▸ **What to work on**
For the records below, output each line exactly as it appears, from the first through the line with "use crate::coach::relationship::models::Relationship;".

Collected data entries:
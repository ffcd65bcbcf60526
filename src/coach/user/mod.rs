//! 用户模块
//!
//! 用户资料、自我评估以及新用户引导表单

pub mod api;
pub mod models;
pub mod types;

// 重新导出主要类型
pub use api::UserApi;
pub use models::{SelfAssessment, UserProfile};
pub use types::{CreateUserRequest, OnboardingForm, LOVE_LANGUAGES, PERSONALITY_TYPES};
//! 关系 HTTP API 客户端

use crate::coach::relationship::models::Relationship;
use crate::coach::relationship::types::{CreateRelationshipRequest, RelationshipsResp};
use crate::coach::types::{handle_empty_response, handle_http_response};
use anyhow::{Context, Result};
use tracing::{debug, info};

/// 关系相关的 HTTP API 客户端
#[derive(Clone)]
pub struct RelationshipApi {
    client: reqwest::Client,
    api_base_url: String,
}

impl RelationshipApi {
    pub fn new(client: reqwest::Client, api_base_url: String) -> Self {
        Self {
            client,
            api_base_url,
        }
    }

    /// 获取用户的全部关系档案
    pub async fn get_relationships(&self, user_id: &str) -> Result<Vec<Relationship>> {
        let url = format!("{}/api/relationships/{}", self.api_base_url, user_id);

        info!("[RelationshipAPI] 📡 请求关系列表");
        debug!("[RelationshipAPI]   请求URL: {}", url);
        debug!("[RelationshipAPI]   用户ID: {}", user_id);

        let response = self
            .client
            .get(&url)
            .send()
            .await
            .context("请求失败")?;

        let resp: RelationshipsResp = handle_http_response(response, "关系列表").await?;
        info!(
            "[RelationshipAPI] ✅ 关系列表响应，条目数: {}",
            resp.relationships.len()
        );
        Ok(resp.relationships)
    }

    /// 创建（或按关系类型覆盖）关系档案
    pub async fn create_relationship(&self, req: &CreateRelationshipRequest) -> Result<()> {
        let url = format!("{}/api/relationships", self.api_base_url);

        info!(
            "[RelationshipAPI] 📡 请求创建关系: {} ({})",
            req.partner_profile.name, req.relationship_type
        );
        debug!("[RelationshipAPI]   请求URL: {}", url);
        debug!("[RelationshipAPI]   用户ID: {}", req.user_id);

        let response = self
            .client
            .post(&url)
            .json(req)
            .send()
            .await
            .context("请求失败")?;

        handle_empty_response(response, "创建关系").await
    }
}
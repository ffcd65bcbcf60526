//! 控制器监听器回调接口
//!
//! 状态变化通过监听器“渲染”出去，参数均为 JSON 字符串，方便跨语言绑定

use async_trait::async_trait;

/// 教练客户端监听器
#[async_trait]
pub trait CoachListener: Send + Sync {
    /// 用户资料变更，未创建用户时为 "null"
    async fn on_user_changed(&self, user_json: String);

    /// 关系列表变更，参数为 JSON 数组字符串
    async fn on_relationships_changed(&self, relationships_json: String);

    /// 当前聊天上下文（选中的关系）变更，清除时为 "null"
    async fn on_context_changed(&self, relationship_json: String);

    /// 当前对话消息变更，参数为 JSON 数组字符串
    async fn on_messages_changed(&self, messages_json: String);

    /// 会话列表变更
    async fn on_sessions_changed(&self, sessions_json: String);

    /// 建议列表变更
    async fn on_advice_list_changed(&self, advice_json: String);

    /// 当前打开的建议变更，关闭时为 "null"
    async fn on_current_advice_changed(&self, advice_json: String);

    /// 请求失败（只用于记录，界面状态保持不变）
    async fn on_request_failed(&self, operation: String, error: String);
}

/// 空实现（默认监听器）
pub struct EmptyCoachListener;

#[async_trait]
impl CoachListener for EmptyCoachListener {
    async fn on_user_changed(&self, _user_json: String) {}
    async fn on_relationships_changed(&self, _relationships_json: String) {}
    async fn on_context_changed(&self, _relationship_json: String) {}
    async fn on_messages_changed(&self, _messages_json: String) {}
    async fn on_sessions_changed(&self, _sessions_json: String) {}
    async fn on_advice_list_changed(&self, _advice_json: String) {}
    async fn on_current_advice_changed(&self, _advice_json: String) {}
    async fn on_request_failed(&self, _operation: String, _error: String) {}
}
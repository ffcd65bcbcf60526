//! 建议模块
//!
//! 按主题请求的独立建议，与聊天消息无关

pub mod api;
pub mod models;
pub mod types;

// 重新导出主要类型
pub use api::AdviceApi;
pub use models::{Advice, AdviceSummary, AdviceTopic};
pub use types::{
    truncate_situation, AdviceDraft, AdviceListResp, CreateAdviceRequest, MAX_SITUATION_CHARS,
};
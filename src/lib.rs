pub mod coach;

// 重新导出常用类型和函数，方便外部使用
pub use coach::{
    advice::{Advice, AdviceSummary, AdviceTopic},
    backend::{CoachBackend, HttpCoachBackend},
    client::{ClientConfig, CoachClient},
    listener::{CoachListener, EmptyCoachListener},
    relationship::{PartnerProfile, Relationship, RelationshipType},
    session::{Message, Role, SessionContext, SessionSummary},
    user::{SelfAssessment, UserProfile},
};
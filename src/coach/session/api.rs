//! 会话 HTTP API 客户端
//!
//! 负责会话列表、历史记录以及聊天请求

use crate::coach::session::models::{SessionHistory, SessionSummary};
use crate::coach::session::types::{ChatRequest, ChatResponse, SessionsResp};
use crate::coach::types::{handle_empty_response, handle_http_response};
use anyhow::{Context, Result};
use tracing::{debug, info};

/// 会话相关的 HTTP API 客户端
#[derive(Clone)]
pub struct SessionApi {
    client: reqwest::Client,
    api_base_url: String,
}

impl SessionApi {
    pub fn new(client: reqwest::Client, api_base_url: String) -> Self {
        Self {
            client,
            api_base_url,
        }
    }

    /// 获取用户的会话列表（服务器按 updated_at 倒序返回）
    pub async fn get_sessions(&self, user_id: &str) -> Result<Vec<SessionSummary>> {
        let url = format!("{}/api/sessions/{}", self.api_base_url, user_id);

        info!("[SessionAPI] 📡 请求会话列表");
        debug!("[SessionAPI]   请求URL: {}", url);
        debug!("[SessionAPI]   用户ID: {}", user_id);

        let response = self
            .client
            .get(&url)
            .send()
            .await
            .context("请求失败")?;

        let resp: SessionsResp = handle_http_response(response, "会话列表").await?;
        info!(
            "[SessionAPI] ✅ 会话列表响应，会话数: {}",
            resp.sessions.len()
        );
        Ok(resp.sessions)
    }

    /// 获取会话完整历史
    pub async fn get_session_history(&self, session_id: &str) -> Result<SessionHistory> {
        let url = format!(
            "{}/api/sessions/{}/history",
            self.api_base_url, session_id
        );

        info!("[SessionAPI] 📡 请求会话历史: {}", session_id);
        debug!("[SessionAPI]   请求URL: {}", url);

        let response = self
            .client
            .get(&url)
            .send()
            .await
            .context("请求失败")?;

        let history: SessionHistory = handle_http_response(response, "会话历史").await?;
        info!(
            "[SessionAPI] ✅ 会话历史响应，消息数: {}, 上下文: {}",
            history.messages.len(),
            history.context.context_type()
        );
        Ok(history)
    }

    /// 删除会话
    pub async fn delete_session(&self, session_id: &str) -> Result<()> {
        let url = format!("{}/api/sessions/{}", self.api_base_url, session_id);

        info!("[SessionAPI] 📡 请求删除会话: {}", session_id);
        debug!("[SessionAPI]   请求URL: {}", url);

        let response = self
            .client
            .delete(&url)
            .send()
            .await
            .context("请求失败")?;

        handle_empty_response(response, "删除会话").await
    }

    /// 发送聊天消息，返回教练回复及（可能新建的）会话 ID
    pub async fn chat(&self, req: &ChatRequest) -> Result<ChatResponse> {
        let url = format!("{}/api/chat", self.api_base_url);

        info!("[SessionAPI] 📡 发送聊天消息");
        debug!("[SessionAPI]   请求URL: {}", url);
        debug!(
            "[SessionAPI]   用户ID: {}, 会话ID: {:?}, 关系类型: {}",
            req.user_id, req.session_id, req.relationship_type
        );

        let response = self
            .client
            .post(&url)
            .json(req)
            .send()
            .await
            .context("请求失败")?;

        let resp: ChatResponse = handle_http_response(response, "聊天").await?;
        info!(
            "[SessionAPI] ✅ 收到教练回复，会话ID: {}, tokens: {:?}",
            resp.session_id, resp.tokens_used
        );
        Ok(resp)
    }
}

▸ **Answer below**
repository ffcd65bcbcf60526
filename src/coach/user/mod.rs
//! 用户模块
//!
//! 用户资料、自我评估以及新用户引导表单

pub mod api;
pub mod models;
pub mod types;

// 重新导出主要类型
pub use api::UserApi;
pub use models::{SelfAssessment, UserProfile};
pub use types::{CreateUserRequest, OnboardingForm, LOVE_LANGUAGES, PERSONALITY_TYPES};
//! 关系 HTTP API 客户端

use crate::coach::relationship::models::Relationship;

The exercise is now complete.